• What to produce
Report each line of the entries that includes "struct" by copying it.

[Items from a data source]
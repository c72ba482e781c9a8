use axum::{Json, Router, extract::State, routing::post};

use crate::{
    dto::auth::{LoginRequest, LoginResponse, RegisterRequest},
    error::AppResult,
    middleware::auth::AuthUser,
    models::User,
    response::{ApiResponse, Empty},
    services::auth_service::{login_user, logout_user, register_user},
    state::AppState,
};

pub fn router() -> Router<AppState> {
    Router::new()
        .route("/register", post(register))
        .route("/login", post(login))
        .route("/logout", post(logout))
}

#[utoipa::path(
    post,
    path = "/api/auth/register",
    request_body = RegisterRequest,
    responses(
        (status = 201, description = "Register user, pending approval", body = ApiResponse<User>),
        (status = 400, description = "Email already taken"),
        (status = 422, description = "Invalid input")
    ),
    tag = "Auth"
)]
pub async fn register(
    State(state): State<AppState>,
    Json(payload): Json<RegisterRequest>,
) -> AppResult<Json<ApiResponse<User>>> {
    let resp = register_user(&state, payload).await?;
    Ok(Json(resp))
}

#[utoipa::path(
    post,
    path = "/api/auth/login",
    request_body = LoginRequest,
    responses(
        (status = 200, description = "Login user", body = ApiResponse<LoginResponse>),
        (status = 400, description = "Invalid credentials"),
        (status = 403, description = "Account not approved")
    ),
    tag = "Auth"
)]
pub async fn login(
    State(state): State<AppState>,
    Json(payload): Json<LoginRequest>,
) -> AppResult<Json<ApiResponse<LoginResponse>>> {
    let resp = login_user(&state, payload).await?;
    Ok(Json(resp))
}

#[utoipa::path(
    post,
    path = "/api/auth/logout",
    responses(
        (status = 200, description = "Session ended", body = ApiResponse<Empty>),
        (status = 401, description = "Unauthorized")
    ),
    security(("bearer_auth" = [])),
    tag = "Auth"
)]
pub async fn logout(
    State(state): State<AppState>,
    user: AuthUser,
) -> AppResult<Json<ApiResponse<Empty>>> {
    let resp = logout_user(&state, &user).await?;
    Ok(Json(resp))
}
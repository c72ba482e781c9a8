use chrono::Utc;
use sea_orm::sea_query::LockType;
use sea_orm::{
    ActiveModelTrait, ColumnTrait, ConnectionTrait, EntityTrait, QueryFilter, QuerySelect, Set,
};
use uuid::Uuid;

use crate::{
    domain::{LineDiscount, OrderEvent, OrderTotals, PricedLine, compute_totals},
    entity::{
        order_item_discounts::{Column as DiscountCol, Entity as OrderItemDiscounts},
        order_items::{Column as OrderItemCol, Entity as OrderItems},
        orders::{ActiveModel as OrderActive, Entity as Orders, Model as OrderModel},
    },
    error::AppResult,
    models::parse_column,
};

/// Read the current lines and discounts of an order and price them.
/// Must run on the same connection/transaction that holds the order lock.
pub async fn price_order<C: ConnectionTrait>(conn: &C, order_id: Uuid) -> AppResult<OrderTotals> {
    let items = OrderItems::find()
        .filter(OrderItemCol::OrderId.eq(order_id))
        .all(conn)
        .await?;

    let lines: Vec<PricedLine> = items
        .iter()
        .map(|item| PricedLine {
            item_id: item.id,
            quantity: item.quantity,
            unit_price: item.unit_price,
        })
        .collect();

    if lines.is_empty() {
        return Ok(compute_totals(&[], &[]));
    }

    let discounts = OrderItemDiscounts::find()
        .filter(DiscountCol::OrderItemId.is_in(lines.iter().map(|l| l.item_id)))
        .all(conn)
        .await?
        .into_iter()
        .map(|d| {
            Ok(LineDiscount {
                item_id: d.order_item_id,
                kind: parse_column(&d.kind)?,
                value: d.value,
                status: parse_column(&d.status)?,
            })
        })
        .collect::<AppResult<Vec<_>>>()?;

    Ok(compute_totals(&lines, &discounts))
}

/// Recompute and persist `subtotal`, `total_discount` and `total`.
///
/// Locks the order row first and re-reads discount state under the lock, so
/// concurrent recalculations on one order serialize. Returns `None` when the
/// order does not exist.
pub async fn recalc_order_totals<C: ConnectionTrait>(
    conn: &C,
    order_id: Uuid,
) -> AppResult<Option<OrderModel>> {
    let order = Orders::find_by_id(order_id)
        .lock(LockType::Update)
        .one(conn)
        .await?;
    let Some(order) = order else {
        return Ok(None);
    };

    let totals = price_order(conn, order_id).await?;

    if order.subtotal == totals.subtotal
        && order.total_discount == totals.total_discount
        && order.total == totals.total
    {
        return Ok(Some(order));
    }

    tracing::debug!(
        order_id = %order_id,
        subtotal = %totals.subtotal,
        total_discount = %totals.total_discount,
        total = %totals.total,
        "order totals recalculated"
    );

    let mut active: OrderActive = order.into();
    active.subtotal = Set(totals.subtotal);
    active.total_discount = Set(totals.total_discount);
    active.total = Set(totals.total);
    active.updated_at = Set(Utc::now().into());
    let order = active.update(conn).await?;

    Ok(Some(order))
}

/// React to an order event; repricing happens here and nowhere else.
pub async fn apply_order_event<C: ConnectionTrait>(
    conn: &C,
    order_id: Uuid,
    event: OrderEvent,
) -> AppResult<Option<OrderModel>> {
    tracing::debug!(order_id = %order_id, event = event.name(), "order event");
    if event.affects_totals() {
        recalc_order_totals(conn, order_id).await
    } else {
        Ok(Orders::find_by_id(order_id).one(conn).await?)
    }
}
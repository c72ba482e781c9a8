use rust_decimal::Decimal;
use serde::Deserialize;
use utoipa::ToSchema;

use crate::domain::{OrderStage, OrderStatus};

#[derive(Debug, Default, Deserialize, ToSchema)]
pub struct Pagination {
    pub page: Option<i64>,
    pub per_page: Option<i64>,
}

impl Pagination {
    pub fn normalize(&self) -> (i64, i64, i64) {
        let page = self.page.unwrap_or(1).max(1);
        let per_page = self.per_page.unwrap_or(20).clamp(1, 100);
        let offset = (page - 1) * per_page;
        (page, per_page, offset)
    }
}

#[derive(Debug, Clone, Copy, Deserialize, ToSchema)]
#[serde(rename_all = "snake_case")]
pub enum SortOrder {
    Asc,
    Desc,
}

#[derive(Debug, Clone, Copy, Deserialize, ToSchema)]
#[serde(rename_all = "snake_case")]
pub enum ProductSortBy {
    CreatedAt,
    Price,
    Name,
}

// Query strings are flat: serde_urlencoded cannot feed numbers through
// `#[serde(flatten)]`, so paging fields are repeated per query type.
#[derive(Debug, Default, Deserialize, ToSchema)]
pub struct ProductQuery {
    pub page: Option<i64>,
    pub per_page: Option<i64>,
    pub q: Option<String>,
    #[schema(value_type = Option<String>)]
    pub min_price: Option<Decimal>,
    #[schema(value_type = Option<String>)]
    pub max_price: Option<Decimal>,
    pub sort_by: Option<ProductSortBy>,
    pub sort_order: Option<SortOrder>,
}

impl ProductQuery {
    pub fn pagination(&self) -> Pagination {
        Pagination {
            page: self.page,
            per_page: self.per_page,
        }
    }
}

#[derive(Debug, Default, Deserialize, ToSchema)]
pub struct OrderListQuery {
    pub page: Option<i64>,
    pub per_page: Option<i64>,
    pub status: Option<OrderStatus>,
    pub stage: Option<OrderStage>,
    pub sort_order: Option<SortOrder>,
}

impl OrderListQuery {
    pub fn pagination(&self) -> Pagination {
        Pagination {
            page: self.page,
            per_page: self.per_page,
        }
    }
}
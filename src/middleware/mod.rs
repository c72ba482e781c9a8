pub mod auth;
pub mod tenancy;
pub mod audit;
pub mod config;
pub mod db;
pub mod domain;
pub mod dto;
pub mod entity;
pub mod error;
pub mod middleware;
pub mod models;
pub mod printing;
pub mod response;
pub mod routes;
pub mod services;
pub mod state;
use axum::{
    Json, Router,
    extract::{Path, Query, State},
    routing::{get, post},
};
use uuid::Uuid;

use crate::{
    domain::DiscountStatus,
    dto::discounts::{DiscountDecision, DiscountList, DiscountListQuery},
    error::AppResult,
    middleware::tenancy::CompanyScope,
    response::ApiResponse,
    services::discount_service,
    state::AppState,
};

pub fn router() -> Router<AppState> {
    Router::new()
        .route("/", get(list_discounts))
        .route("/{id}/approve", post(approve_discount))
        .route("/{id}/reject", post(reject_discount))
}

#[utoipa::path(
    get,
    path = "/api/discounts",
    params(
        ("status" = Option<String>, Query, description = "Filter by status: PENDING, APPROVED, REJECTED")
    ),
    responses(
        (status = 200, description = "Discounts across the active company's orders", body = ApiResponse<DiscountList>)
    ),
    security(("bearer_auth" = [])),
    tag = "Discounts"
)]
pub async fn list_discounts(
    State(state): State<AppState>,
    CompanyScope(ctx): CompanyScope,
    Query(query): Query<DiscountListQuery>,
) -> AppResult<Json<ApiResponse<DiscountList>>> {
    let resp = discount_service::list_discounts(&state, &ctx, None, query).await?;
    Ok(Json(resp))
}

#[utoipa::path(
    post,
    path = "/api/discounts/{id}/approve",
    params(
        ("id" = Uuid, Path, description = "Discount ID")
    ),
    responses(
        (status = 200, description = "Discount approved, order repriced", body = ApiResponse<DiscountDecision>),
        (status = 403, description = "Company admin only"),
        (status = 409, description = "Discount already decided")
    ),
    security(("bearer_auth" = [])),
    tag = "Discounts"
)]
pub async fn approve_discount(
    State(state): State<AppState>,
    CompanyScope(ctx): CompanyScope,
    Path(id): Path<Uuid>,
) -> AppResult<Json<ApiResponse<DiscountDecision>>> {
    let resp = discount_service::decide_discount(&state, &ctx, id, DiscountStatus::Approved).await?;
    Ok(Json(resp))
}

#[utoipa::path(
    post,
    path = "/api/discounts/{id}/reject",
    params(
        ("id" = Uuid, Path, description = "Discount ID")
    ),
    responses(
        (status = 200, description = "Discount rejected, order repriced", body = ApiResponse<DiscountDecision>),
        (status = 403, description = "Company admin only"),
        (status = 409, description = "Discount already rejected")
    ),
    security(("bearer_auth" = [])),
    tag = "Discounts"
)]
pub async fn reject_discount(
    State(state): State<AppState>,
    CompanyScope(ctx): CompanyScope,
    Path(id): Path<Uuid>,
) -> AppResult<Json<ApiResponse<DiscountDecision>>> {
    let resp = discount_service::decide_discount(&state, &ctx, id, DiscountStatus::Rejected).await?;
    Ok(Json(resp))
}
//! Shared setup for the database-backed tests.
#![allow(dead_code)]

use b2b_portal_api::{
    config::AppConfig,
    db::{create_orm_conn, run_migrations},
    domain::{CompanyRole, GlobalRole},
    entity::{
        companies::ActiveModel as CompanyActive, products::ActiveModel as ProductActive,
        sessions::ActiveModel as SessionActive, user_companies::ActiveModel as MembershipActive,
        users::ActiveModel as UserActive,
    },
    middleware::auth::AuthUser,
    state::AppState,
};
use chrono::{Duration, Utc};
use rust_decimal::Decimal;
use sea_orm::ActiveValue::NotSet;
use sea_orm::{ActiveModelTrait, ConnectionTrait, Set, Statement};
use uuid::Uuid;

/// `None` means no database is configured and the test should skip.
pub fn database_url() -> Option<String> {
    match std::env::var("TEST_DATABASE_URL").or_else(|_| std::env::var("DATABASE_URL")) {
        Ok(url) => Some(url),
        Err(_) => {
            eprintln!(
                "Skipping test: set TEST_DATABASE_URL or DATABASE_URL to run integration flow tests."
            );
            None
        }
    }
}

pub async fn setup_state(database_url: &str) -> anyhow::Result<AppState> {
    let orm = create_orm_conn(database_url).await?;
    run_migrations(&orm).await?;

    // Clean tables between runs
    let backend = orm.get_database_backend();
    orm.execute(Statement::from_string(
        backend,
        "TRUNCATE TABLE audit_logs, order_item_discounts, order_items, orders, cart_items, products, sessions, user_companies, companies, users CASCADE",
    ))
    .await?;

    let config = AppConfig {
        database_url: database_url.to_string(),
        host: "127.0.0.1".into(),
        port: 0,
        jwt_secret: "test-secret".into(),
        session_ttl_hours: 1,
    };
    Ok(AppState::new(orm, config))
}

pub async fn create_company(state: &AppState, name: &str, document: &str) -> anyhow::Result<Uuid> {
    let company = CompanyActive {
        id: Set(Uuid::new_v4()),
        name: Set(name.into()),
        document: Set(document.into()),
        approval_status: Set("APPROVED".into()),
        active: Set(true),
        created_at: NotSet,
    }
    .insert(&state.orm)
    .await?;
    Ok(company.id)
}

pub async fn create_user(state: &AppState, role: &str, email: &str) -> anyhow::Result<Uuid> {
    let user = UserActive {
        id: Set(Uuid::new_v4()),
        email: Set(email.to_string()),
        name: Set(email.to_string()),
        password_hash: Set("dummy".into()),
        role: Set(role.into()),
        approval_status: Set("APPROVED".into()),
        created_at: NotSet,
    }
    .insert(&state.orm)
    .await?;

    Ok(user.id)
}

pub async fn add_membership(
    state: &AppState,
    user_id: Uuid,
    company_id: Uuid,
    role: CompanyRole,
) -> anyhow::Result<()> {
    MembershipActive {
        user_id: Set(user_id),
        company_id: Set(company_id),
        role: Set(role.as_str().to_string()),
        created_at: NotSet,
    }
    .insert(&state.orm)
    .await?;
    Ok(())
}

pub async fn create_product(
    state: &AppState,
    company_id: Uuid,
    sku: &str,
    name: &str,
    price: Decimal,
    stock: i32,
) -> anyhow::Result<Uuid> {
    let product = ProductActive {
        id: Set(Uuid::new_v4()),
        company_id: Set(company_id),
        sku: Set(sku.into()),
        name: Set(name.into()),
        description: Set(None),
        price: Set(price),
        stock: Set(stock),
        active: Set(true),
        created_at: NotSet,
    }
    .insert(&state.orm)
    .await?;
    Ok(product.id)
}

/// Server-side session as `auth_service::login_user` would create it.
pub async fn login(state: &AppState, user_id: Uuid, role: GlobalRole) -> anyhow::Result<AuthUser> {
    let now = Utc::now();
    let session = SessionActive {
        id: Set(Uuid::new_v4()),
        user_id: Set(user_id),
        active_company_id: Set(None),
        impersonated_company_id: Set(None),
        created_at: Set(now.into()),
        updated_at: Set(now.into()),
        expires_at: Set((now + Duration::hours(1)).into()),
    }
    .insert(&state.orm)
    .await?;

    Ok(AuthUser {
        user_id,
        role,
        session_id: session.id,
    })
}
use chrono::Utc;
use sea_orm::{ActiveModelTrait, ConnectionTrait, EntityTrait, ModelTrait, QueryOrder, Set, TransactionTrait};
use uuid::Uuid;

use crate::{
    audit,
    domain::{CompanyRole, OrderStage, OrderStatus, RequestContext, stage::plan_advance},
    dto::orders::StageAdvanced,
    entity::{
        companies::Entity as Companies,
        order_items::{Column as OrderItemCol, Entity as OrderItems},
        orders::{ActiveModel as OrderActive, Model as OrderModel},
    },
    error::{AppError, AppResult},
    middleware::tenancy::ensure_company_role,
    models::{Order, parse_column},
    printing::{OrderSnapshot, PrintLine},
    response::{ApiResponse, Meta},
    services::order_service::find_scoped_order,
    state::AppState,
};

async fn order_snapshot<C: ConnectionTrait>(conn: &C, order: &OrderModel) -> AppResult<OrderSnapshot> {
    let lines = order
        .find_related(OrderItems)
        .order_by_asc(OrderItemCol::CreatedAt)
        .all(conn)
        .await?
        .into_iter()
        .map(|item| PrintLine {
            product_name: item.product_name,
            quantity: item.quantity,
            unit_price: item.unit_price,
        })
        .collect();

    let company_name = Companies::find_by_id(order.company_id)
        .one(conn)
        .await?
        .map(|c| c.name)
        .unwrap_or_default();

    Ok(OrderSnapshot {
        order_id: order.id,
        order_number: order.order_number.clone(),
        company_name,
        lines,
        subtotal: order.subtotal,
        total_discount: order.total_discount,
        freight: order.freight,
        total: order.total,
    })
}

/// Move an order one step forward through the fulfillment pipeline.
///
/// `from_stage` must match the stored stage, which makes a repeated request
/// fail with `InvalidTransition` instead of advancing twice. When the step
/// needs a document, the stage is written only after the document rendered.
pub async fn advance_order_stage(
    state: &AppState,
    ctx: &RequestContext,
    order_id: Uuid,
    from_stage: OrderStage,
) -> AppResult<ApiResponse<StageAdvanced>> {
    ensure_company_role(ctx, &[CompanyRole::Admin, CompanyRole::Operator])?;

    let txn = state.orm.begin().await?;
    let order = find_scoped_order(&txn, ctx, order_id, true).await?;
    let status: OrderStatus = parse_column(&order.status)?;
    let current: OrderStage = parse_column(&order.stage)?;
    let action = plan_advance(status, current, from_stage)?;

    let document = if action.requires_document() {
        let snapshot = order_snapshot(&txn, &order).await?;
        match state.printer.render(&snapshot) {
            Ok(doc) => Some(doc),
            Err(err) => {
                tracing::warn!(
                    order_id = %order_id,
                    stage = %current,
                    error = %err,
                    "document generation failed, stage unchanged"
                );
                return Err(AppError::from(err));
            }
        }
    } else {
        None
    };

    let mut active: OrderActive = order.into();
    active.stage = Set(action.next.as_str().to_string());
    active.updated_at = Set(Utc::now().into());
    let order = active.update(&txn).await?;
    txn.commit().await?;

    tracing::info!(
        order_id = %order.id,
        from = %current,
        to = %action.next,
        actor_id = %ctx.actor_id,
        impersonating = ctx.impersonating,
        "order stage advanced"
    );
    audit::record(
        state,
        ctx,
        "order_stage_advance",
        "orders",
        serde_json::json!({
            "order_id": order.id,
            "from": current.as_str(),
            "to": action.next.as_str(),
            "document": document.as_ref().map(|d| d.file_name.clone())
        }),
    )
    .await;

    Ok(ApiResponse::success(
        action.label,
        StageAdvanced {
            order: Order::try_from(order)?,
            previous_stage: current,
            document,
        },
        Some(Meta::empty()),
    ))
}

• Exercise output
pub struct Pagination {
pub struct ProductQuery {
pub struct OrderListQuery {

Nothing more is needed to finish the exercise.